Vladimír Riška of the Horizon Europe programme added a further caution: infrastructure alone is not sufficient.
“It must be connected to international networks, partners and research projects. Otherwise we risk having buildings without content,” he warned.
DEEDS, NOT SLOGANS
Anholt’s broader research offers a pointed lesson for any region tempted to market its way to a better reputation. After 21 years of tracking country images, he is unequivocal about what does and does not work.“The things that make you rich are not the things that make you famous. The things that make you famous are the things that make people grateful,” he said. “As an economic strategy, let’s be more innovative — absolutely 100 percent. But as a brand strategy, let’s be perceived as innovative — no, that doesn’t work.”
His prescription for regions that do want to build a stronger profile rests on three elements he has applied in every context: strategy, substance and symbolic actions.
“Strategy means knowing exactly how you are perceived today by your audience. Substance means that if you want to be perceived in a certain way, you actually have to behave accordingly — if you want to be admired, be admirable. And symbolic actions are the occasional, attention-grabbing initiatives that communicate what you are doing in a compelling way. Not public relations stunts — crazy relevant things that speak for themselves,” he said. “Forget marketing, forget logos, forget slogans — they are a waste of money.”
THE YOUNG DECIDE
The students interviewed during the reporting described Zlín as a safe, calm city — and made clear that their decision to stay hinges on one thing above all.“If there are good jobs here, we will stay” was the answer heard most often.

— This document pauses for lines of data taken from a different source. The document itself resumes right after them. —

//! Polygon boundary to fixed-resolution cover.
//!
//! A closed ring of geodetic vertices selects every mesh node at the
//! requested resolution whose cell touches the enclosed region:
//!
//! - Vertices become unit vectors; every predicate (winding containment,
//!   arc crossing, cell membership) runs on the sphere, so rings crossing
//!   the antimeridian or enclosing a pole need no special casing.
//! - Cells are classified against the ring by recursive descent from the
//!   six face roots: fully inside subtrees expand arithmetically without
//!   further geometry, fully outside subtrees are dropped, boundary cells
//!   split until the target resolution.
//! - Ring edges are minor great-circle arcs. The enclosed region is the
//!   side the ring winds counterclockwise around, after normalizing the
//!   vertex order so that side is the smaller one.

use crate::error::CoverError;
use crate::mesh;
use crate::sid::{SpatialId, MAX_LEVEL};
use glam::DVec3;
use std::f64::consts::PI;

/// Squared chord distance under which consecutive vertices merge.
const VERTEX_MERGE_EPS: f64 = 1e-12;

/// Minimum enclosed solid angle for a usable ring.
const MIN_RING_AREA: f64 = 1e-12;

/// Slack for point-vs-arc and point-vs-plane sidedness tests.
const ARC_EPS: f64 = 1e-15;

/// Squared length under which a cross product counts as degenerate.
const PARALLEL_EPS: f64 = 1e-24;

/// Closed boundary on the unit sphere with normalized orientation.
#[derive(Debug)]
struct Ring {
    verts: Vec<DVec3>,
}

#[derive(Debug, Clone, Copy, PartialEq, Eq)]
enum CellRelation {
    Outside,
    Intersects,
    Inside,
}

impl Ring {
    /// Build a ring from geodetic vertex arrays (degrees, implicitly
    /// closed). Consecutive duplicates and a repeated closing vertex are
    /// merged before validation.
    fn from_geodetic(lat: &[f64], lon: &[f64]) -> Result<Ring, CoverError> {
        if lat.len() != lon.len() {
            return Err(CoverError::ShapeMismatch {
                lat: (lat.len(), 1),
                lon: (lon.len(), 1),
            });
        }
        let mut verts: Vec<DVec3> = Vec::with_capacity(lat.len());
        for (k, (&la, &lo)) in lat.iter().zip(lon).enumerate() {
            if !la.is_finite() || !lo.is_finite() {
                return Err(CoverError::DegenerateGeometry(format!(
                    "ring vertex {} is not finite",
                    k
                )));
            }
            let p = mesh::geodetic_to_unit(la, lo);
            if let Some(&last) = verts.last() {
                if (p - last).length_squared() <= VERTEX_MERGE_EPS {
                    continue;
                }
            }
            verts.push(p);
        }
        while verts.len() > 1
            && (verts[0] - *verts.last().unwrap()).length_squared() <= VERTEX_MERGE_EPS
        {
            verts.pop();
        }
        if verts.len() < 3 {
            return Err(CoverError::DegenerateGeometry(format!(
                "ring has {} distinct vertices, need at least 3",
                verts.len()
            )));
        }
        let mut ring = Ring { verts };
        let area = ring.solid_angle();
        if area.abs() < MIN_RING_AREA {
            return Err(CoverError::DegenerateGeometry(
                "ring encloses no area".to_string(),
            ));
        }
        // Counterclockwise winding encloses positive area; flip the vertex
        // order so `contains` always reports the enclosed side.
        if area < 0.0 {
            ring.verts.reverse();
        }
        Ok(ring)
    }

    /// Signed solid angle enclosed by the ring (fan decomposition).
    fn solid_angle(&self) -> f64 {
        let a = self.verts[0];
        self.verts[1..]
            .windows(2)
            .map(|w| triangle_solid_angle(a, w[0], w[1]))
            .sum()
    }

    /// Winding containment: the signed angles the edges subtend at `p` sum
    /// to a full turn exactly when `p` lies in the enclosed region.
    fn contains(&self, p: DVec3) -> bool {
        let mut total = 0.0;
        for (a, b) in self.edges() {
            let num = p.dot(a.cross(b));
            let den = a.dot(b) - p.dot(a) * p.dot(b);
            total += num.atan2(den);
        }
        total > PI
    }

    fn edges(&self) -> impl Iterator<Item = (DVec3, DVec3)> + '_ {
        let n = self.verts.len();
        (0..n).map(move |k| (self.verts[k], self.verts[(k + 1) % n]))
    }
}

/// Signed solid angle of a spherical triangle (Van Oosterom-Strackee).
#[inline]
fn triangle_solid_angle(a: DVec3, b: DVec3, c: DVec3) -> f64 {
    let num = a.dot(b.cross(c));
    let den = 1.0 + a.dot(b) + b.dot(c) + c.dot(a);
    2.0 * num.atan2(den)
}

/// True when `x`, known to lie on the arc's great circle with unit normal
/// `n`, falls on the minor arc between `a0` and `a1`.
#[inline]
fn within_arc(a0: DVec3, a1: DVec3, n: DVec3, x: DVec3) -> bool {
    a0.cross(x).dot(n) >= -ARC_EPS && x.cross(a1).dot(n) >= -ARC_EPS
}

/// Whether two minor great-circle arcs intersect.
fn arcs_cross(a0: DVec3, a1: DVec3, b0: DVec3, b1: DVec3) -> bool {
    let na = a0.cross(a1);
    let nb = b0.cross(b1);
    if na.length_squared() < PARALLEL_EPS || nb.length_squared() < PARALLEL_EPS {
        return false;
    }
    let na = na.normalize();
    let nb = nb.normalize();
    let line = na.cross(nb);
    if line.length_squared() < PARALLEL_EPS {
        // Same great circle: arcs touch iff either contains an endpoint of
        // the other.
        return within_arc(a0, a1, na, b0)
            || within_arc(a0, a1, na, b1)
            || within_arc(b0, b1, nb, a0)
            || within_arc(b0, b1, nb, a1);
    }
    // The circles meet at +/-x; a crossing needs one of the pair on both
    // arcs.
    let x = line.normalize();
    (within_arc(a0, a1, na, x) && within_arc(b0, b1, nb, x))
        || (within_arc(a0, a1, na, -x) && within_arc(b0, b1, nb, -x))
}

/// True when `p` lies in the cell bounded by `corners`.
///
/// Each edge plane's interior side is the one holding the cell centroid.
fn cell_contains(corners: &[DVec3; 4], p: DVec3) -> bool {
    let centroid = (corners[0] + corners[1] + corners[2] + corners[3]).normalize();
    for k in 0..4 {
        let n = corners[k].cross(corners[(k + 1) % 4]).normalize();
        if n.dot(p) * n.dot(centroid).signum() < -ARC_EPS {
            return false;
        }
    }
    true
}

/// Conservative relation between one cell and the ring.
fn classify_cell(corners: &[DVec3; 4], ring: &Ring) -> CellRelation {
    for k in 0..4 {
        let c0 = corners[k];
        let c1 = corners[(k + 1) % 4];
        for (r0, r1) in ring.edges() {
            if arcs_cross(c0, c1, r0, r1) {
                return CellRelation::Intersects;
            }
        }
    }
    // No boundary crossing: the cell sits wholly on one side of the ring,
    // or swallows it whole.
    let inside = corners.iter().filter(|c| ring.contains(**c)).count();
    if inside == 4 {
        return CellRelation::Inside;
    }
    if inside > 0 {
        return CellRelation::Intersects;
    }
    if cell_contains(corners, ring.verts[0]) {
        return CellRelation::Intersects;
    }
    CellRelation::Outside
}

/// Append every descendant of `sid` at `target` level, in leaf order.
fn emit_descendants(sid: SpatialId, target: u8, out: &mut Vec<SpatialId>) {
    debug_assert!(sid.resolution() <= target);
    let step = 1u64 << (2 * (MAX_LEVEL - target) as u32);
    let start = sid.leaf_index();
    let count = sid.leaf_count() / step;
    for k in 0..count {
        out.push(SpatialId::from_leaf_block(start + k * step, target));
    }
}

fn descend(sid: SpatialId, ring: &Ring, target: u8, out: &mut Vec<SpatialId>) {
    let corners = mesh::cell_corners(sid);
    match classify_cell(&corners, ring) {
        CellRelation::Outside => {}
        CellRelation::Inside => emit_descendants(sid, target, out),
        CellRelation::Intersects => {
            if sid.resolution() == target {
                out.push(sid);
            } else {
                for child in sid.children() {
                    descend(child, ring, target, out);
                }
            }
        }
    }
}

/// Cover the region enclosed by a boundary ring with every mesh node at
/// exactly `resolution` whose cell intersects it.
///
/// `lat` and `lon` hold the ring vertices in degrees, in order, implicitly
/// closed. The result is sorted, canonical, and free of duplicates; it is
/// never empty for a valid ring. Costs grow with `4^resolution` over the
/// enclosed area, so the resolution should fit the ring's extent.
pub fn cover_of_hull(
    lat: &[f64],
    lon: &[f64],
    resolution: u8,
) -> Result<Vec<SpatialId>, CoverError> {
    if resolution > MAX_LEVEL {
        return Err(CoverError::InvalidResolution(resolution));
    }
    let ring = Ring::from_geodetic(lat, lon)?;
    let mut out = Vec::new();
    for face in 0..6u8 {
        descend(SpatialId::from_parts(face, 0, 0), &ring, resolution, &mut out);
    }
    debug_assert!(
        out.windows(2).all(|w| w[0] < w[1]),
        "descent emits strictly ascending identifiers"
    );
    Ok(out)
}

That, in the end, may be the region’s defining challenge. Not how to celebrate Baťa’s legacy with suitable dignity. But whether it can build the conditions for the next generation to choose to remain.
The first major test will come in October 2026, when the UNICO Innovation Hub in Vizovice is due to be unveiled to the public. The keynote speaker at the inauguration conference will be Simon Anholt.
Not as someone there to confirm the region’s success — but as the author of a question that much of Central Europe is now asking itself: can regions with an industrial past still create something that will matter to the future?